= What you will do =
Return exactly the span of lines in the following data that opens with the line containing "filename lib/ai/src/lib.rs" and closes with the line containing "conversation engine speaks". Include nothing else.

•••••

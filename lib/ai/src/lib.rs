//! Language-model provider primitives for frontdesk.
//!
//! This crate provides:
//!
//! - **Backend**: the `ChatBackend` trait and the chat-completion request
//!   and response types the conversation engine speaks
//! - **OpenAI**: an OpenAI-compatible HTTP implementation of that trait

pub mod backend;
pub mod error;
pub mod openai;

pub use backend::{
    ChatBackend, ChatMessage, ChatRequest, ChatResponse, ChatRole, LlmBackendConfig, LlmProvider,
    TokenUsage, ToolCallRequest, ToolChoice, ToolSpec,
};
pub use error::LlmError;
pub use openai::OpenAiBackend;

•••••

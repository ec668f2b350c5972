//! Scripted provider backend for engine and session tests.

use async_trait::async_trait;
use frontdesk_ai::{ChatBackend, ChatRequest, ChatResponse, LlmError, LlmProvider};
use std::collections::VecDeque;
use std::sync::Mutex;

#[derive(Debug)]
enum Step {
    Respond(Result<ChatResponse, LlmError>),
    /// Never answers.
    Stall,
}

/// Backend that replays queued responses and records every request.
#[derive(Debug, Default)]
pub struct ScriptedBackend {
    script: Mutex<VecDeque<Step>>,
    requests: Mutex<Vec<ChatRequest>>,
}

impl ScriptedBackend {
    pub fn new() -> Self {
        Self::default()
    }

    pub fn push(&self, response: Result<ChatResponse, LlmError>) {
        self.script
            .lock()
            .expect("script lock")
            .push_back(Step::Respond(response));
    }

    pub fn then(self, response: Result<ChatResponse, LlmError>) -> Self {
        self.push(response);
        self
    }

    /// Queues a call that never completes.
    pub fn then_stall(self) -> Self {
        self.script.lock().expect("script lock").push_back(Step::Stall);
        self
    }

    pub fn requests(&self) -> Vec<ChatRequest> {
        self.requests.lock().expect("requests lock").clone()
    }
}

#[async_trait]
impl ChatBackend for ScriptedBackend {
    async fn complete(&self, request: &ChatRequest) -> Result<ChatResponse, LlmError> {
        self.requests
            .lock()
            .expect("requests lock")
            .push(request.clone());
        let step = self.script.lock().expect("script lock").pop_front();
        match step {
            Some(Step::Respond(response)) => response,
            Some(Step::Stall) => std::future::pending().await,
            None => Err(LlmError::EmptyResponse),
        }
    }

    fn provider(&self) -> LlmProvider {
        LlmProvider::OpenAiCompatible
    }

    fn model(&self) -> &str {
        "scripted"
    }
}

•••••

= Exercise output =
filename lib/ai/src/lib.rs
//! Language-model provider primitives for frontdesk.
//!
//! This crate provides:
//!
//! - **Backend**: the `ChatBackend` trait and the chat-completion request
//!   and response types the conversation engine speaks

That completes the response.